Viscéralement dépendante des conditions météorologiques et de la bonne santé des écosystèmes naturels, l’agriculture est confrontée à la rareté de la ressource en eau et aux effets croissants du changement climatique sur cette dernière : évaporation et modification du cycle de l’eau, hivers pluvieux et étés secs. Les réserves de substitution, communément appelées « mégabassines » sont présentées comme l’une des réponses possibles à ces dérèglements. Ouvrages artificiels destinés à pomper l’eau des nappes phréatiques en période hivernale, le projet de construction de 16 réserves sur le bassin-versant de la Sèvre Niortaise-Mignon divise la profession et les citoyens. Voici deux avis d’experts pour aiguiser son jugement sur ces retenues d’eau qui cristallisent le débat public.
Éric FRÉTILLÈRE, exploitant agricole et président d’Irrigants de France
À quoi servent les mégabassines ?
La zone des Deux-Sèvres a une configuration hydrologique et géologique particulière. Il y a des nappes libres, très peu profondes et qui bougent, et des nappes captives, profondes et qui ne bougent pas. Aujourd’hui, pour produire, il faut de l’eau. Les irrigants pompaient dans cette nappe libre en période estivale, elle baissait donc de façon très importante, ce qui a entraîné des problèmes environnementaux. Il a donc été décidé de créer des réserves d’eau. Cependant, ce ne sont pas des zones étanches naturellement. Nous avons donc créé des digues recouvertes par des bâches pour contenir l’eau, qui sont remplies uniquement en hiver. D’un point de vue environnemental, la nappe reste à des niveaux plus hauts en période d’étiage, lorsqu’il y a le moins d’eau. Les irrigants peuvent ainsi continuer à produire grâce à ces réserves.
Qui aura accès à cette ressource et à quelle période ?
Le projet de réserve de Sainte-Soline représente un volume de 628 000 m³ d’eau pour vingt agriculteurs. Cela fait 30 000 m³ par an et par irrigant, ce n’est pas un volume énorme. Ce sont principalement des agricultures familiales, de polyculture et d’élevage. Ces projets ont été proposés à l’ensemble des agriculteurs, mais tous n’ont pas adhéré. Toutefois, ils ne se retrouvent pas lésés. Les niveaux des nappes en période d’été seront plus hauts, puisque les irrigants ne pomperont pas dans la nappe. Il n’y a pas d’accaparement de l’eau. Elle est pompée dans une période où elle va vers la mer et n’a pas d’intérêt pour la conchyliculture et l’ostréiculture, qui ont des besoins importants en eau en été. En termes de budget, les 16 réserves du projet ont été financées à 70 % par l’État. Les 30 % restant sont à la charge des agriculteurs.
Quels sont les effets attendus sur les structures hydriques et les écosystèmes de ces réserves ?

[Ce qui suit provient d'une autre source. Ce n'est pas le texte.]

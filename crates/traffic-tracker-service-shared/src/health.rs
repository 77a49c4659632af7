//! Health check handlers for Kubernetes probes.
//!
//! Provides `/health/live` and `/health/ready` endpoints that return JSON
//! status responses for Kubernetes liveness and readiness probes.

use axum::{
    extract::State,
    http::StatusCode,
    response::{IntoResponse, Response},
    Json,
};
use serde::{Deserialize, Serialize};

use crate::AppState;

/// Health status response for liveness and readiness probes.
#[derive(Debug, Clone, Serialize, Deserialize)]
pub struct HealthStatus {
    /// Status indicator: "ok" or "not_ready: <reason>".
    pub status: String,

    /// Service name for identification.
    pub service: String,

    /// Service version from build-time.
    pub version: String,

    /// Name of the connected database (for readiness check).
    #[serde(skip_serializing_if = "Option::is_none")]
    pub database: Option<String>,
}

impl HealthStatus {
    /// Create a healthy liveness status.
    pub fn alive(service: &str, version: &str) -> Self {
        Self {
            status: "ok".to_string(),
            service: service.to_string(),
            version: version.to_string(),
            database: None,
        }
    }

    /// Create a ready status with store information.
    pub fn ready(service: &str, version: &str, database: Option<&str>) -> Self {
        Self {
            status: "ok".to_string(),
            service: service.to_string(),
            version: version.to_string(),
            database: database.map(str::to_string),
        }
    }

    /// Create a not-ready status.
    pub fn not_ready(service: &str, version: &str, reason: &str) -> Self {
        Self {
            status: format!("not_ready: {}", reason),
            service: service.to_string(),
            version: version.to_string(),
            database: None,
        }
    }
}

/// Liveness probe handler.
///
/// Returns 200 OK if the service is running. This is a simple check that does
/// not depend on external resources.
///
/// # Example
///
/// ```text
/// GET /health/live
/// {"status":"ok","service":"traffic-tracker-service-shared","version":"0.1.0"}
/// ```
pub async fn health_live() -> impl IntoResponse {
    let status = HealthStatus::alive(env!("CARGO_PKG_NAME"), env!("CARGO_PKG_VERSION"));
    (StatusCode::OK, Json(status))
}

/// Readiness probe handler.
///
/// Returns 200 OK if a document store is configured and answers a ping.
///
/// # Example
///
/// ```text
/// GET /health/ready
/// {"status":"ok","service":"traffic-tracker-service-shared","version":"0.1.0","database":"traffic"}
/// ```
pub async fn health_ready(State(state): State<AppState>) -> Response {
    let service = env!("CARGO_PKG_NAME");
    let version = env!("CARGO_PKG_VERSION");

    let store = match state.tracker().store() {
        Ok(store) => store,
        Err(e) => {
            let status = HealthStatus::not_ready(service, version, &e.to_string());
            return (StatusCode::SERVICE_UNAVAILABLE, Json(status)).into_response();
        }
    };

    if let Err(e) = store.ping().await {
        tracing::warn!(error = %e, "readiness ping failed");
        let status = HealthStatus::not_ready(service, version, &e.to_string());
        return (StatusCode::SERVICE_UNAVAILABLE, Json(status)).into_response();
    }

    let status = HealthStatus::ready(service, version, store.database_name());
    (StatusCode::OK, Json(status)).into_response()
}

#[cfg(test)]
mod tests {
    use super::*;
    use std::sync::Arc;
    use traffic_tracker_lib::{MemoryStore, TrafficTracker};

    #[test]
    fn test_health_status_alive() {
        let status = HealthStatus::alive("test-service", "1.0.0");
        assert_eq!(status.status, "ok");
        assert_eq!(status.service, "test-service");
        assert_eq!(status.version, "1.0.0");
        assert!(status.database.is_none());
    }

    #[test]
    fn test_health_status_not_ready() {
        let status = HealthStatus::not_ready("test-service", "1.0.0", "no store");
        assert!(status.status.starts_with("not_ready:"));
        assert!(status.status.contains("no store"));
    }

    #[test]
    fn test_health_status_serialization() {
        let status = HealthStatus::alive("tracker", "0.1.0");
        let json = serde_json::to_string(&status).unwrap();
        assert!(json.contains("\"status\":\"ok\""));
        assert!(json.contains("\"service\":\"tracker\""));
        assert!(!json.contains("database")); // skip_serializing_if
    }

    #[tokio::test]
    async fn test_ready_without_store_is_unavailable() {
        let state = AppState::from_tracker(TrafficTracker::without_store());
        let response = health_ready(State(state)).await;
        assert_eq!(response.status(), StatusCode::SERVICE_UNAVAILABLE);
    }

    #[tokio::test]
    async fn test_ready_with_store_outage_is_unavailable() {
        let store = Arc::new(MemoryStore::new("traffic"));
        store.set_outage("down");
        let state = AppState::from_tracker(TrafficTracker::new(store));
        let response = health_ready(State(state)).await;
        assert_eq!(response.status(), StatusCode::SERVICE_UNAVAILABLE);
    }

    #[tokio::test]
    async fn test_ready_with_store_is_ok() {
        let store = Arc::new(MemoryStore::new("traffic"));
        let state = AppState::from_tracker(TrafficTracker::new(store));
        let response = health_ready(State(state)).await;
        assert_eq!(response.status(), StatusCode::OK);
    }
}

Dans le cadre d’un fonctionnement normal, les nappes peuvent être très faibles en été. Il y avait donc une répercussion sur l’environnement et les écosystèmes. Aujourd’hui, dans la mesure où on ne prélève plus dans le milieu, on préserve une vie et un écosystème. Pour ma part, j’ai une exploitation agricole en Dordogne où je produis du maïs pour tous les produits de qualité du Périgord et j’ai des retenues collinaires. Ce sont des eaux de ruissellement qui alimentent deux réserves, je suis entièrement autonome en eau. En cas de forte chaleur, sur la moindre flaque d’eau, des oiseaux viennent s’abreuver, des insectes tournent autour. Alors que chez un voisin qui est en non irrigué, c’est un désert environnemental. Irriguer une parcelle participe au main- tien de la biodiversité, c’est un enjeu absolument majeur pour ces territoires-là.
Benoît BITEAU, agronome et député européen Groupe des Verts/Alliance libre européenne
À quoi servent les mégabassines ?
Elles servent à irriguer des productions agricoles, majoritairement du maïs. Et même si les irrigants ont réduit la surface de cette céréale dans leur assolement, elle représente 45 % du projet. En réalité, quand on décline la part du volume stocké dans les bassines dédiées au maïs, on arrive à pratiquement 60 %.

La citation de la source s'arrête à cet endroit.